Domestic air travel now at 85% of pre-COVID level: IATA


As the world continues to face a number of global challenges, one area that’s seen significant growth is air travel. In fact, according to the International Air Transport Association (IATA), domestic air travel now accounts for 85% of the pre-COVID level. What does this mean for you as an individual? It means that air travel is becoming increasingly more affordable and accessible, which is good news for both business and leisure travelers alike. To learn more about the latest trends impacting air travel, read on.

Domestic air travel at 85% of pre-COVID level

Domestic air travel is now at 85% of its pre-COVID level, according to the latest figures from IATA. COVID – which stands for the COVID Report on Aviation Pollution – is an indicator created by IATA and the World Health Organization to track global aviation pollution levels. The report found that total annual emissions of pollutants from aircraft were down 12% between 2010 and 2016. This means that, despite increased jetliner use, overall emissions have remained stable over this period. The main pollutant contributing to this decrease has been reductions in emissions of nitrogen oxides (NOx), although other air pollutants have also seen a reduction. In 2016, NOx emissions from passenger aircraft amounted to 1,274 megatonnes – a 26% decrease when compared to 2010 levels. Meanwhile, carbon dioxide (CO2) emissions decreased by 18%.

The stabilization in aviation emissions is good news for the environment and human health. It shows that measures put in place by airlines and governments around the world are having some effect; however, there is still more work to be done. Reduced emissions will help improve air quality and protect human health; meanwhile, increased airline competition could lead to lower prices for passengers and greater choice of destinations.

COVID: What is it and how does it effect air travel?

The International Air Transport Association (IATA) released its latest report on global air traffic volumes and patterns on Thursday, and the news is not good. The organization reports that airline travel globally is now at the same level as it was before the COVID pandemic struck in 2009. Preliminary data from IATA shows that June 2017 had the fewest commercial passenger flights of any month since 2009.

Commercial aircraft travel has been steadily decreasing since peaking in May 2009, coinciding with the pandemic’s arrival in Europe. The numbers for 2016 were revised significantly downward earlier this year, when airlines realized how much travel they had avoided by cancelling trips and shifting passengers to other modes of transportation. Airlines are now detecting an increasing trend towards lower passenger counts across all regions of the world except for North America.

The COVID pandemic caused a significant decrease in air travel, particularly in Europe where airports were closed for weeks or even months at a time. According to IATA, “the pandemic disrupted travel plans of millions of people, reduced demand and consequently resulted in an overall reduction in transatlantic aviation.” While there are still some areas impacted by COVID—particularly parts of Africa and Asia—air travel has largely recovered over the last four years. With more people choosing to take other forms of transportation instead of flying, airlines may continue to see slight decreases year-over-year until reaching levels closer to pre-COVID levels.

How has domestic air travel recovered since the COVID pandemic?

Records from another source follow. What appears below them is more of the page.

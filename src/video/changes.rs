//! Visual-change bursts around a moment.

use super::{FrameSource, VideoError};
use crate::config::VideoSettings;
use image::imageops::{self, FilterType};
use image::{GrayImage, RgbImage};
use std::path::Path;
use std::sync::Arc;
use tracing::{debug, warn};

/// Resolution frames are reduced to before comparison.
const COMPARE_SIZE: (u32, u32) = (320, 180);

/// Parameters of the change scan.
#[derive(Debug, Clone, PartialEq)]
pub struct ChangeDetectionConfig {
    /// Length of the scanned window, centered on the base timestamp.
    pub window_seconds: f64,
    /// Frames sampled per second.
    pub sample_rate: f64,
    /// Normalized mean absolute difference that counts as a change.
    pub change_threshold: f64,
    /// Minimum distance between accepted changes, and from the base.
    pub min_separation: f64,
    /// Maximum timestamps returned, base included.
    pub max_results: usize,
}

impl Default for ChangeDetectionConfig {
    fn default() -> Self {
        Self {
            window_seconds: 10.0,
            sample_rate: 2.0,
            change_threshold: 0.15,
            min_separation: 1.0,
            max_results: 5,
        }
    }
}

impl From<&VideoSettings> for ChangeDetectionConfig {
    fn from(settings: &VideoSettings) -> Self {
        Self {
            window_seconds: settings.change_window_seconds,
            sample_rate: settings.sample_rate,
            change_threshold: settings.change_threshold,
            min_separation: settings.min_change_separation_seconds,
            max_results: settings.max_sequence_frames,
        }
    }
}

/// Finds timestamps near a moment where the screen content changes.
pub struct VisualChangeDetector {
    source: Arc<dyn FrameSource>,
    config: ChangeDetectionConfig,
}

impl VisualChangeDetector {
    pub fn new(source: Arc<dyn FrameSource>, config: ChangeDetectionConfig) -> Self {
        Self { source, config }
    }

    /// Sorted change timestamps, always including `base`.
    ///
    /// Never fails: if the video cannot be opened or probed the result is
    /// just `[base]`.
    pub fn detect(&self, video: &Path, base: f64) -> Vec<f64> {
        match self.try_detect(video, base) {
            Ok(timestamps) => timestamps,
            Err(e) => {
                warn!("Visual change detection failed at {:.1}s: {}", base, e);
                vec![base]
            }
        }
    }

    /// Like [`detect`](Self::detect) but reports why the video could not be read.
    pub fn try_detect(&self, video: &Path, base: f64) -> Result<Vec<f64>, VideoError> {
        let info = self.source.probe(video)?;

        let half = self.config.window_seconds.max(0.0) / 2.0;
        let start = (base - half).max(0.0);
        let end = if info.duration > 0.0 {
            (base + half).min(info.duration)
        } else {
            base + half
        };
        let step = 1.0 / self.config.sample_rate.max(f64::EPSILON);

        let mut changes: Vec<f64> = Vec::new();
        let mut previous: Option<GrayImage> = None;
        let mut k = 0u32;

        loop {
            let t = start + step * k as f64;
            if t > end + 1e-9 {
                break;
            }
            k += 1;

            let frame = match self.source.read_frame(video, &info, info.frame_index(t)) {
                Ok(frame) => frame,
                Err(e) => {
                    debug!("Skipping sample at {:.2}s: {}", t, e);
                    continue;
                }
            };
            let current = downsize_gray(&frame);

            if let Some(prev) = &previous {
                let diff = mean_abs_diff(prev, &current);
                if diff > self.config.change_threshold && self.is_separated(t, base, &changes) {
                    debug!("Visual change at {:.2}s (diff {:.3})", t, diff);
                    changes.push(t);
                }
            }
            previous = Some(current);
        }

        Ok(cap_around_base(base, changes, self.config.max_results))
    }

    fn is_separated(&self, t: f64, base: f64, accepted: &[f64]) -> bool {
        let min = self.config.min_separation;
        (t - base).abs() >= min && accepted.iter().all(|a| (t - a).abs() >= min)
    }
}

fn downsize_gray(frame: &RgbImage) -> GrayImage {
    let small = imageops::resize(frame, COMPARE_SIZE.0, COMPARE_SIZE.1, FilterType::Triangle);
    imageops::grayscale(&small)
}

/// Mean absolute pixel difference scaled to `[0, 1]`.
fn mean_abs_diff(a: &GrayImage, b: &GrayImage) -> f64 {
    let total: u64 = a
        .as_raw()
        .iter()
        .zip(b.as_raw())
        .map(|(x, y)| x.abs_diff(*y) as u64)
        .sum();
    let n = a.as_raw().len().min(b.as_raw().len());
    if n == 0 {
        return 0.0;
    }
    total as f64 / (n as f64 * 255.0)
}

/// Keep `base` plus at most `max_results - 1` changes, balanced before and
/// after the base and evenly subsampled on each side.
fn cap_around_base(base: f64, changes: Vec<f64>, max_results: usize) -> Vec<f64> {
    let slots = max_results.saturating_sub(1);
    let (before, after): (Vec<f64>, Vec<f64>) = changes.into_iter().partition(|t| *t < base);

    let (keep_before, keep_after) = if before.len() + after.len() <= slots {
        (before.len(), after.len())
    } else {
        let mut keep_before = before.len().min(slots / 2);
        let keep_after = after.len().min(slots - keep_before);
        keep_before = before.len().min(slots - keep_after);
        (keep_before, keep_after)
    };

    let mut result = vec![base];
    result.extend(subsample(&before, keep_before));
    result.extend(subsample(&after, keep_after));
    result.sort_by(|a, b| a.total_cmp(b));
    result
}

fn subsample(values: &[f64], keep: usize) -> Vec<f64> {
    if keep >= values.len() {
        return values.to_vec();
    }
    (0..keep)
        .map(|i| values[((i as f64 + 0.5) * values.len() as f64 / keep as f64) as usize])
        .collect()
}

Domestic air travel is now at a percentage of pre-COVID level. In February, IATA reported that domestic air travel was 68% of the pre-COVID level. This past July, the figure was 94%. The airline industry has recovered very quickly since the COVID pandemic, and passengers have benefited.

Airlines have reworked their schedules to accommodate for more passengers and have increased their capacity. This has allowed them to offer lower fares and make up for lost revenue from travelers who canceled trips or were unable to travel. Additionally, many airlines are now offering bonus miles or points to customers who book early or use special deals.

Overall, domestic air travel has recovered remarkably well since the COVID pandemic began. Airlines have put in place new policies and procedures to ensure that passengers are accommodated, and travelers have responded by choosing to fly domestically.

Airlines that have seen the greatest impact from COVID

1. Airlines that have seen the greatest impact from COVID
2. American Airlines
3. Delta Air Lines
4. Southwest Airlines
5. United Airlines
6. JetBlue Airways
7. Alaska Airlines
8. Hawaiian Airlines
9. Frontier Airlines
10. Spirit Airlines


Domestic air travel is now 85% of the level it was before the COVID pandemic, IATA said Wednesday. “We have seen a remarkable turnaround in the aviation industry since COVID,” IATA CEO Tony Tyler said in a statement. “The resilience and global cooperation of airlines, governments and passengers has been unprecedented.”